- Your task -
List all lines of the data that include the string "BindgenOutput".
::::::
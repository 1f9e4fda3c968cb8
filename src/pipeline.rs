//! # Bindgen pipeline
//!
//! ```text
//! HeaderDecls → IrBuilder → analyze (TypeMapper) → CodeGenerator → Artifacts
//! ```
//!
//! Every stage runs once per header. Nothing is written to disk until both
//! artifacts exist in memory.

use std::path::{Path, PathBuf};

use crate::config::BindgenConfig;
use crate::error::{Error, Result};
use crate::input::HeaderDecls;
use crate::ir::{IRContext, IrBuilder, SkipStage, SkippedFunction};
use crate::lean::{Binding, CodeGenerator, Support, TypeMapper};

/// File name of the C glue artifact
pub const C_GLUE_FILE: &str = "ffi.c";

/// Outcome counts and warnings for one run
#[derive(Debug, Clone, PartialEq, Eq)]
pub struct GenerationReport {
    /// Functions that got bindings
    pub generated: usize,
    /// Function declarations in the input
    pub total: usize,
    /// Functions left out, lowering drops first, then mapping drops
    pub skipped: Vec<SkippedFunction>,
}

impl GenerationReport {
    /// `N/M generated`
    pub fn summary(&self) -> String {
        format!("{}/{} generated", self.generated, self.total)
    }

    /// One warning line per skipped function
    pub fn warnings(&self) -> Vec<String> {
        self.skipped.iter().map(ToString::to_string).collect()
    }
}

/// The two generated files, in memory
#[derive(Debug, Clone, PartialEq, Eq)]
pub struct Artifacts {
    /// Lean file name, `{module_name}.lean`
    pub lean_file: String,
    /// Lean `@[extern]` declarations
    pub lean: String,
    /// C adapters
    pub c_glue: String,
}

/// Paths of written artifacts
#[derive(Debug, Clone, PartialEq, Eq)]
pub struct WrittenArtifacts {
    /// Lean bindings
    pub lean_path: PathBuf,
    /// C glue
    pub c_path: PathBuf,
}

impl Artifacts {
    /// Write both files into `dir`, creating it if needed
    pub fn write_to(&self, dir: impl AsRef<Path>) -> Result<WrittenArtifacts> {
        let dir = dir.as_ref();
        std::fs::create_dir_all(dir).map_err(|e| Error::io(dir, e))?;

        let lean_path = dir.join(&self.lean_file);
        std::fs::write(&lean_path, &self.lean).map_err(|e| Error::io(&lean_path, e))?;
        tracing::info!("Lean bindings → {}", lean_path.display());

        let c_path = dir.join(C_GLUE_FILE);
        std::fs::write(&c_path, &self.c_glue).map_err(|e| Error::io(&c_path, e))?;
        tracing::info!("C glue code → {}", c_path.display());

        Ok(WrittenArtifacts { lean_path, c_path })
    }
}

/// Result of a successful run
#[derive(Debug, Clone)]
pub struct BindgenOutput {
    /// Generated files
    pub artifacts: Artifacts,
    /// Counts and warnings
    pub report: GenerationReport,
    /// Emitted bindings in order
    pub bindings: Vec<Binding>,
    /// The finished IR
    pub ctx: IRContext,
}

/// Decide support for every lowered function and mark the supported ones.
///
/// Returns the functions the mapper refused, in IR order.
pub fn analyze(ctx: &mut IRContext) -> Result<Vec<SkippedFunction>> {
    let mut supported = Vec::new();
    let mut skipped = Vec::new();
    {
        let mut mapper = TypeMapper::new(ctx);
        for func in ctx.all_functions() {
            match mapper.map_function(func)? {
                Support::Supported(_) => supported.push(func.id),
                Support::Rejected { at, reason } => skipped.push(SkippedFunction {
                    name: func.c_name.clone(),
                    stage: SkipStage::Mapping,
                    at,
                    reason,
                }),
            }
        }
    }

    for id in supported {
        ctx.mark_function_supported(id)?;
    }
    Ok(skipped)
}

/// Main bindgen driver
#[derive(Debug, Clone)]
pub struct Bindgen {
    config: BindgenConfig,
}

impl Bindgen {
    /// Create a driver; the configuration is validated first
    pub fn new(config: BindgenConfig) -> Result<Self> {
        config.validate()?;
        Ok(Self { config })
    }

    /// The configuration in use
    pub fn config(&self) -> &BindgenConfig {
        &self.config
    }

    /// Build, analyze, and generate for one header
    pub fn run(&self, decls: &HeaderDecls) -> Result<BindgenOutput> {
        let built = IrBuilder::new(self.config.clone()).build(decls)?;
        let mut ctx = built.ctx;
        let mut skipped = built.skipped;
        skipped.extend(analyze(&mut ctx)?);

        for skip in &skipped {
            tracing::warn!("{}", skip);
        }

        let report = GenerationReport {
            generated: ctx.get_supported_functions().len(),
            total: built.total_functions,
            skipped,
        };
        tracing::info!("{}", report.summary());

        if report.generated == 0 {
            return Err(Error::NothingToGenerate {
                total: report.total,
            });
        }

        let generator = {
            let mut mapper = TypeMapper::new(&ctx);
            CodeGenerator::new(&ctx, &mut mapper)?
        };
        let artifacts = Artifacts {
            lean_file: format!("{}.lean", self.config.module_name),
            lean: generator.generate_lean(),
            c_glue: generator.generate_c_glue(),
        };

        Ok(BindgenOutput {
            artifacts,
            report,
            bindings: generator.bindings().to_vec(),
            ctx,
        })
    }

    /// Read a JSON declaration list, generate, and write both artifacts
    pub fn generate_to_dir(
        &self,
        input: impl AsRef<Path>,
        out_dir: impl AsRef<Path>,
    ) -> Result<(BindgenOutput, WrittenArtifacts)> {
        let decls = HeaderDecls::from_path(input)?;
        let output = self.run(&decls)?;
        let written = output.artifacts.write_to(out_dir)?;
        Ok((output, written))
    }
}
::::::
- Answer -
pub struct BindgenOutput {
    pub fn run(&self, decls: &HeaderDecls) -> Result<BindgenOutput> {
        Ok(BindgenOutput {
    ) -> Result<(BindgenOutput, WrittenArtifacts)> {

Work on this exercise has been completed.